> Prompt
All lines from the opening of the entries below through the line containing "These indicate a" must be output exactly as they appear, with no other lines.

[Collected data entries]
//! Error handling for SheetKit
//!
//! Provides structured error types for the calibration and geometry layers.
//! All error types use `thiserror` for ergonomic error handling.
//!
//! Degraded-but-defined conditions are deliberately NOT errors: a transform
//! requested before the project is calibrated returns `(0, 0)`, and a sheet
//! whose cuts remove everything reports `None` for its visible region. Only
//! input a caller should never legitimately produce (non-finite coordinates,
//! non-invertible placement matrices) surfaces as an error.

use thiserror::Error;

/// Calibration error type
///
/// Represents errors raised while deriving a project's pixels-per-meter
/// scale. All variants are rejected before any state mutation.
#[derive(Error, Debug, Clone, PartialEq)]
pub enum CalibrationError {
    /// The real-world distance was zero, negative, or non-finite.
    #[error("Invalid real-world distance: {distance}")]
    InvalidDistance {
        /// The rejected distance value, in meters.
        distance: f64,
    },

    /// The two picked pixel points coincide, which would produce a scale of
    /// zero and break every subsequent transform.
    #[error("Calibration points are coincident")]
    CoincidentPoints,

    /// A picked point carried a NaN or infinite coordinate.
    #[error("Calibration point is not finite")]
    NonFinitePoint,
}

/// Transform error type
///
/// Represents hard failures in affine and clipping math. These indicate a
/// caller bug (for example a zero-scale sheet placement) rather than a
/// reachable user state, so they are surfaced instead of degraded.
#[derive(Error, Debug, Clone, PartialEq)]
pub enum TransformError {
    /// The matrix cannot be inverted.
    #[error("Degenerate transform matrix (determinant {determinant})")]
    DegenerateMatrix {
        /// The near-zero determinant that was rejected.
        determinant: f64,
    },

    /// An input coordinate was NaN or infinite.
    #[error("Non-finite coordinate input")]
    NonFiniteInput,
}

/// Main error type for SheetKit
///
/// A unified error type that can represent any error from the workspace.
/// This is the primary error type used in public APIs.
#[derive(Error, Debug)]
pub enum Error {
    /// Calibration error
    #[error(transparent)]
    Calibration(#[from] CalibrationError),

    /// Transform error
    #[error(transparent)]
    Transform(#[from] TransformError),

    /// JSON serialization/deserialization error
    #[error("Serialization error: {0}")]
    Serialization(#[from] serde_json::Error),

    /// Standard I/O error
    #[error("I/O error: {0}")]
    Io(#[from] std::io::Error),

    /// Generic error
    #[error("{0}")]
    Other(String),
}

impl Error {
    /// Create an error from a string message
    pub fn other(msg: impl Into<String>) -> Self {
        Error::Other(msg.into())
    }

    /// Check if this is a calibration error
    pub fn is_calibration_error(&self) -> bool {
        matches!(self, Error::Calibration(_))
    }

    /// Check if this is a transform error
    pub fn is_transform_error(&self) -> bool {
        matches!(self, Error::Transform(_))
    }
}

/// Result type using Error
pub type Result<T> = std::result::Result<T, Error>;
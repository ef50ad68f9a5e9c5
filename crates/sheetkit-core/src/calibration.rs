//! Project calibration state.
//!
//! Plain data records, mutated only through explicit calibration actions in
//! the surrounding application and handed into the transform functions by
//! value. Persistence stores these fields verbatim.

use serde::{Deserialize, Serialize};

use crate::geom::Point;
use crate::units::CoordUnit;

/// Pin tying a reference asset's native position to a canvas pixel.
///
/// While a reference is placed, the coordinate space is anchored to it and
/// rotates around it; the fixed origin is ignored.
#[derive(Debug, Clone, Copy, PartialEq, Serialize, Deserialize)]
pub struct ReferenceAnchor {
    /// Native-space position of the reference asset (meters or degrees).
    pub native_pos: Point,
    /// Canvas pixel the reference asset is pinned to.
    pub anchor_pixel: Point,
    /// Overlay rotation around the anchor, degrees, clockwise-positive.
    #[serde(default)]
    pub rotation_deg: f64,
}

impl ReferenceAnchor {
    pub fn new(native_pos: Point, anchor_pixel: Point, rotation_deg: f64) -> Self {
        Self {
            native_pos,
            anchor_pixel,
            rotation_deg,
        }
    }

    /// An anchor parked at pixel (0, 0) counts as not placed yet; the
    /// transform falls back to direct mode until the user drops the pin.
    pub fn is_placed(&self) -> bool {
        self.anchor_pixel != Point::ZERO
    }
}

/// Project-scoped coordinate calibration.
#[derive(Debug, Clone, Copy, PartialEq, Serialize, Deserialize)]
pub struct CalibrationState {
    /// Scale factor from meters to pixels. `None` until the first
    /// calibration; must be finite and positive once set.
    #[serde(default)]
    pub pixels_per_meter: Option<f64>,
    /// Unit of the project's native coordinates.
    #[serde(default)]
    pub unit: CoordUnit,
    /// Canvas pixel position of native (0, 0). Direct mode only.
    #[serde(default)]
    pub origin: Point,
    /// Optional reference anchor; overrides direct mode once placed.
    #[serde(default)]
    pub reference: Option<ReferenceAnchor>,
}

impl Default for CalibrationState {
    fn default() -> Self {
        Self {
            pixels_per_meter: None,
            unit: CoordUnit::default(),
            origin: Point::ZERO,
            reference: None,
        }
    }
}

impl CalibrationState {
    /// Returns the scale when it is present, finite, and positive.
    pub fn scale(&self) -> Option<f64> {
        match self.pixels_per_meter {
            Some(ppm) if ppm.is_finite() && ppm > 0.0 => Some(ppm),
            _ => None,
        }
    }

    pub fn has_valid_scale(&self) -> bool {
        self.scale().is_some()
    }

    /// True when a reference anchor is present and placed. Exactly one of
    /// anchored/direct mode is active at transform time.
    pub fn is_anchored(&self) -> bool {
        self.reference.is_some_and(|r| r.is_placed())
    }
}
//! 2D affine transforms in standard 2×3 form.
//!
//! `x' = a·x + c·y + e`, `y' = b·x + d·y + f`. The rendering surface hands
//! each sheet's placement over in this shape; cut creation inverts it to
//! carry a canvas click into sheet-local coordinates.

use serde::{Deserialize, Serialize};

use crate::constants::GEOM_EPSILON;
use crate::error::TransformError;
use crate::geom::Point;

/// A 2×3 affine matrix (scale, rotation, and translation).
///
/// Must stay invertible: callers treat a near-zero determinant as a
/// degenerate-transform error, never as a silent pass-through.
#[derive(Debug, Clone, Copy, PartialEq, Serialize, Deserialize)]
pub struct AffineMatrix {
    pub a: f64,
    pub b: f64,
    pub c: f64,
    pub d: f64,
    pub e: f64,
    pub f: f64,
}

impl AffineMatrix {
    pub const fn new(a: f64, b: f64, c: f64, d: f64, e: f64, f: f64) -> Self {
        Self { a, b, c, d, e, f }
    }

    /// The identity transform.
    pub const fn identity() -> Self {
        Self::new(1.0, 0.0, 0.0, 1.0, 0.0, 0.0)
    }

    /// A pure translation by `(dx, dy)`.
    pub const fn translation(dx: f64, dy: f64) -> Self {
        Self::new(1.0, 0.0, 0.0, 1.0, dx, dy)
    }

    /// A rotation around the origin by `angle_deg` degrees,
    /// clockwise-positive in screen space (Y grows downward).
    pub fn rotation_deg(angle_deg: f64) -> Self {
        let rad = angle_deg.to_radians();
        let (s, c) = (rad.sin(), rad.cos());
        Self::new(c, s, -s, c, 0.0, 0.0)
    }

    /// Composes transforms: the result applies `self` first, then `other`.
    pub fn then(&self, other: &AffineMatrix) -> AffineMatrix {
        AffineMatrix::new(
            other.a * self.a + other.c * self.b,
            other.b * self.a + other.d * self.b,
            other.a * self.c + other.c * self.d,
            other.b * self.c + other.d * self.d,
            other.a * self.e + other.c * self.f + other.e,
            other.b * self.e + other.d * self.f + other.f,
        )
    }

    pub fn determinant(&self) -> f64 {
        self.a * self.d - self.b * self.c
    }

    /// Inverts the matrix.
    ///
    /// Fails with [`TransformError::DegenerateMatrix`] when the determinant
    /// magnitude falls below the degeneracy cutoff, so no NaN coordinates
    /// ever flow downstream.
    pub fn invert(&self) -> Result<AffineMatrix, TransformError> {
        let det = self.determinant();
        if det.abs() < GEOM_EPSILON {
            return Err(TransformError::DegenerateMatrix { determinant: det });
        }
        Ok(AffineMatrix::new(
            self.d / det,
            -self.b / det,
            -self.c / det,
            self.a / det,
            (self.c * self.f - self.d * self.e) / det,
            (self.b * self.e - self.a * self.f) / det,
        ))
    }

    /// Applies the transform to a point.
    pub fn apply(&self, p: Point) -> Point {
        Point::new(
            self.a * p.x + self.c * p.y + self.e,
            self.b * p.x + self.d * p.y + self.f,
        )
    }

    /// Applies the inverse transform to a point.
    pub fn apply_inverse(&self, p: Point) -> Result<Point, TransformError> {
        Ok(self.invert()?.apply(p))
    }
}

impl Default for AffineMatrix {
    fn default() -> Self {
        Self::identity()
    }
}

> Solution to this exercise
//! Error handling for SheetKit
//!
//! Provides structured error types for the calibration and geometry layers.
//! All error types use `thiserror` for ergonomic error handling.
//!
//! Degraded-but-defined conditions are deliberately NOT errors: a transform
//! requested before the project is calibrated returns `(0, 0)`, and a sheet
//! whose cuts remove everything reports `None` for its visible region. Only
//! input a caller should never legitimately produce (non-finite coordinates,
//! non-invertible placement matrices) surfaces as an error.

use thiserror::Error;

/// Calibration error type
///
/// Represents errors raised while deriving a project's pixels-per-meter
/// scale. All variants are rejected before any state mutation.
#[derive(Error, Debug, Clone, PartialEq)]
pub enum CalibrationError {
    /// The real-world distance was zero, negative, or non-finite.
    #[error("Invalid real-world distance: {distance}")]
    InvalidDistance {
        /// The rejected distance value, in meters.
        distance: f64,
    },

    /// The two picked pixel points coincide, which would produce a scale of
    /// zero and break every subsequent transform.
    #[error("Calibration points are coincident")]
    CoincidentPoints,

    /// A picked point carried a NaN or infinite coordinate.
    #[error("Calibration point is not finite")]
    NonFinitePoint,
}

/// Transform error type
///
/// Represents hard failures in affine and clipping math. These indicate a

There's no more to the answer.